DATA
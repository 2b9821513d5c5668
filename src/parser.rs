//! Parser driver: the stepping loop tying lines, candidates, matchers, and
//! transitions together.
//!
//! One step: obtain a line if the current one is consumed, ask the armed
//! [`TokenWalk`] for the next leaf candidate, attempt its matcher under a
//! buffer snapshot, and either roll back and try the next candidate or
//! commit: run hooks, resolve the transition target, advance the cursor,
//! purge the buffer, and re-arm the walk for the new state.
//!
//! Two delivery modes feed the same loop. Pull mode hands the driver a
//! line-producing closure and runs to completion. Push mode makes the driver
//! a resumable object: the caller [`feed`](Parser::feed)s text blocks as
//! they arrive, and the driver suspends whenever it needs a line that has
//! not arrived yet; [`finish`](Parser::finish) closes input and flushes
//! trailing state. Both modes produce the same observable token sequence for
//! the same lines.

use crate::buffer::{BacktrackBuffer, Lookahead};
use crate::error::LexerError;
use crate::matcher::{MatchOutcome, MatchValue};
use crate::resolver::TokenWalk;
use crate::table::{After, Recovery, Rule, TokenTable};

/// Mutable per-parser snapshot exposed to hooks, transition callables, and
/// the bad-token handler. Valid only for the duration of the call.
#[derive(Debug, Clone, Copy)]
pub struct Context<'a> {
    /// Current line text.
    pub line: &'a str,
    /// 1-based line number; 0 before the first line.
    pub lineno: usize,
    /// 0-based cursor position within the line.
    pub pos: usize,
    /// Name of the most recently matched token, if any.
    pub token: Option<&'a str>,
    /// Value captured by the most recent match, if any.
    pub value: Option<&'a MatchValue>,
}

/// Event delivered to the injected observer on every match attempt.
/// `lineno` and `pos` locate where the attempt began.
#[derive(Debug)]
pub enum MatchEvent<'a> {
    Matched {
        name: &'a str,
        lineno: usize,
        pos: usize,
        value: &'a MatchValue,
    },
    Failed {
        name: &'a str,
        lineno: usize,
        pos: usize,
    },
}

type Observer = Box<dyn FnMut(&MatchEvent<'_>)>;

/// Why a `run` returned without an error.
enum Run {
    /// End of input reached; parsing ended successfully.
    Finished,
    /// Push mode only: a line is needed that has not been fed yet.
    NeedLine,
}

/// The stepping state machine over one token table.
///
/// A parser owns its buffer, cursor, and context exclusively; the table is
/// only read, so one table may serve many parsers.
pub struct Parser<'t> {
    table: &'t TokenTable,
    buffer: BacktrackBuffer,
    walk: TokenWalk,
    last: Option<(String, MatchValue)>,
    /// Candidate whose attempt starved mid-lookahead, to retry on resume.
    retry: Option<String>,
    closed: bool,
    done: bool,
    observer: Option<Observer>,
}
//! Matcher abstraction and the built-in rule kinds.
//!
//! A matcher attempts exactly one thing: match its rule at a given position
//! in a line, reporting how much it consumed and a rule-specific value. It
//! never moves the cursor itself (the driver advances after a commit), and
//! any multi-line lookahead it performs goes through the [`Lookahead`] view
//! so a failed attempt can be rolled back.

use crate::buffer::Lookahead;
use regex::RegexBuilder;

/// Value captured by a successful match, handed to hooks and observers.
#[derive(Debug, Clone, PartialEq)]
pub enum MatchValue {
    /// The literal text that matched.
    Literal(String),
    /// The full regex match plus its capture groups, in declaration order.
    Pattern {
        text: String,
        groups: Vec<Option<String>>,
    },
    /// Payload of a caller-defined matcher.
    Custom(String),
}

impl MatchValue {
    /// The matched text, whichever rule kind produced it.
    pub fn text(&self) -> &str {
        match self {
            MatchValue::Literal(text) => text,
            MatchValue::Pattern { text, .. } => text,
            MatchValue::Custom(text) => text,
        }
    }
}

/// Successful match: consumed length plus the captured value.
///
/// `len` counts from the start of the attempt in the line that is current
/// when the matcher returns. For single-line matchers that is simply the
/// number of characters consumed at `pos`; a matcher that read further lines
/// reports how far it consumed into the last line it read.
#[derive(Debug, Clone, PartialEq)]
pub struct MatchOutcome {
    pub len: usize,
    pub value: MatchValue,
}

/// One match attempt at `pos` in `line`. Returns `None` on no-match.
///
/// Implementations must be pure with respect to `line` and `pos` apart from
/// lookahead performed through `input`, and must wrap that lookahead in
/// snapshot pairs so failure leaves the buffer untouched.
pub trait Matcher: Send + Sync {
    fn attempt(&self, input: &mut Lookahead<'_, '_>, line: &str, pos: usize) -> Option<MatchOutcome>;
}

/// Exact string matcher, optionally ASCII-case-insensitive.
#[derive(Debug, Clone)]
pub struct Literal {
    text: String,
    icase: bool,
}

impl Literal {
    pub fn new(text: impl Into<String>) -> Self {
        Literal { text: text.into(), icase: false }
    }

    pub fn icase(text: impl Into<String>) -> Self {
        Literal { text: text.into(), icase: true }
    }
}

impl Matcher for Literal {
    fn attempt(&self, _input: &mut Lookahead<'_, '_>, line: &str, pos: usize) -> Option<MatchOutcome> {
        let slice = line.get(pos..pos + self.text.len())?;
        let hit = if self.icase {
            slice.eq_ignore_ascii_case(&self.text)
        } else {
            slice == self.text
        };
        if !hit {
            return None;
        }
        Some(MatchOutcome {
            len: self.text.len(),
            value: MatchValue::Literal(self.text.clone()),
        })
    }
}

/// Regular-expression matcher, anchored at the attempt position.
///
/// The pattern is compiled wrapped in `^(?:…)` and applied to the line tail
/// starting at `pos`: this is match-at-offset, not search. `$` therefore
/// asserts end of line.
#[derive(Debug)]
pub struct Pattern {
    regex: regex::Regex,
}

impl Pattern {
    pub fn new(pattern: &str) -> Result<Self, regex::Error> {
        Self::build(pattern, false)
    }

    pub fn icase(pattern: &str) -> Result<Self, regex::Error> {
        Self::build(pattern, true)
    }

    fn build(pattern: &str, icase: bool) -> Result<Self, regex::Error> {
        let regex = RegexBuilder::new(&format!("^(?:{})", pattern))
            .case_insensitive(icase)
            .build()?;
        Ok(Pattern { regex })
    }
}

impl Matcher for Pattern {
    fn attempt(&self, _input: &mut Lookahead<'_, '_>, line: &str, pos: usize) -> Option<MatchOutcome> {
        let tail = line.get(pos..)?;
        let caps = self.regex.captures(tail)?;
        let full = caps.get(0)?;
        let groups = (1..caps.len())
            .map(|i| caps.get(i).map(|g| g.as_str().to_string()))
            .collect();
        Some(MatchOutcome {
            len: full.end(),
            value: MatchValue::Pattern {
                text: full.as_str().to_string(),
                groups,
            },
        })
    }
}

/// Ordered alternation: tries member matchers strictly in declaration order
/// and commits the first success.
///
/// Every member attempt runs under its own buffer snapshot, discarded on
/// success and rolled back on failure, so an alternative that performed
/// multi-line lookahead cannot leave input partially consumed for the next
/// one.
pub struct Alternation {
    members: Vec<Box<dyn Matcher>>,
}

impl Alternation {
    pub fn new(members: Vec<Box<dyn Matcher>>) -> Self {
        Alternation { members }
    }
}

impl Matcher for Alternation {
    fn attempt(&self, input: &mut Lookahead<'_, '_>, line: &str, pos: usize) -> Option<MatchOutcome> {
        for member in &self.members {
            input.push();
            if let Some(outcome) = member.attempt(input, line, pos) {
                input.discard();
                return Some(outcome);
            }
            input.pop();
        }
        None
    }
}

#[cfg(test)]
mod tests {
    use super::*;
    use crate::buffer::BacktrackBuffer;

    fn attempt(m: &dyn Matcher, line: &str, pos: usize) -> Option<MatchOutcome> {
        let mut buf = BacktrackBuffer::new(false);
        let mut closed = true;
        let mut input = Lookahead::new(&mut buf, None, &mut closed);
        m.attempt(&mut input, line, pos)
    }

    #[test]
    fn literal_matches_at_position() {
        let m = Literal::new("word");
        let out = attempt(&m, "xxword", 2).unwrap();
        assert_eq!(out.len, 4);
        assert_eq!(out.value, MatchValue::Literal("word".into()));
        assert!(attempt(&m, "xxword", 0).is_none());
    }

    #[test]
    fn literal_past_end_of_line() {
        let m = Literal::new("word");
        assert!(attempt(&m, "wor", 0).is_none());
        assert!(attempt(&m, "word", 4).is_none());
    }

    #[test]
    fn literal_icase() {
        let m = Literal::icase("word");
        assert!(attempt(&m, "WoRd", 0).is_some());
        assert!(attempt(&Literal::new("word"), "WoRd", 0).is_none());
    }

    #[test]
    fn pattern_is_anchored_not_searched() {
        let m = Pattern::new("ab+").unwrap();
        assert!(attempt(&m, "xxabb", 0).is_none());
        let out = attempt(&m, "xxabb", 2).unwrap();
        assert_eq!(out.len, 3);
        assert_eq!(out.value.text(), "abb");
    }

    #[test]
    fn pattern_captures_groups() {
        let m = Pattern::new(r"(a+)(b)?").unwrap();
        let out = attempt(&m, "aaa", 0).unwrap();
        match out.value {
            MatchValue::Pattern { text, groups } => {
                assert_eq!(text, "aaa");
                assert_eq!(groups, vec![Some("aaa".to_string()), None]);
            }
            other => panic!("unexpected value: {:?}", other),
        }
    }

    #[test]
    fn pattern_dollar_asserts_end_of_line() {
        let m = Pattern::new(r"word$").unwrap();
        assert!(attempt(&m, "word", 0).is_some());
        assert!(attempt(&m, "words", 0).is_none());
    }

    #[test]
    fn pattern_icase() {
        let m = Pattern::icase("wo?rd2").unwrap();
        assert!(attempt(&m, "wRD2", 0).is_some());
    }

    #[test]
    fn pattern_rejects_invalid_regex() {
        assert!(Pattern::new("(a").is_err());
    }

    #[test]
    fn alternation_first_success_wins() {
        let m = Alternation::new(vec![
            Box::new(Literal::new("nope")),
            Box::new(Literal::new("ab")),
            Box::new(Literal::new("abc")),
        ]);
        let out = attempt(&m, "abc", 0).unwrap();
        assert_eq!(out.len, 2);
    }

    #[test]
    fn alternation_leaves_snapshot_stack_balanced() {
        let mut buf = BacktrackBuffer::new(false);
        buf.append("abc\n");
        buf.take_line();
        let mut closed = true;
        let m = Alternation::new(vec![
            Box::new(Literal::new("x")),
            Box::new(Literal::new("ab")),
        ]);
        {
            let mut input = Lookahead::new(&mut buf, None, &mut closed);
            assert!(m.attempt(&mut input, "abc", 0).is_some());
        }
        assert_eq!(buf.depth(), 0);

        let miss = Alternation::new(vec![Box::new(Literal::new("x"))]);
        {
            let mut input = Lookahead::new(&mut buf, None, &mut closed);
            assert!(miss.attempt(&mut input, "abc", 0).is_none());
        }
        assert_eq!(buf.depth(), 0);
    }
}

EXERCISE PROMPT
Please list every line of the records that contains "next".

EXPECTED OUTPUT
//! [`TokenWalk`] for the next leaf candidate, attempt its matcher under a
//! buffer snapshot, and either roll back and try the next candidate or
/// multi-line lookahead cannot leave input partially consumed for the next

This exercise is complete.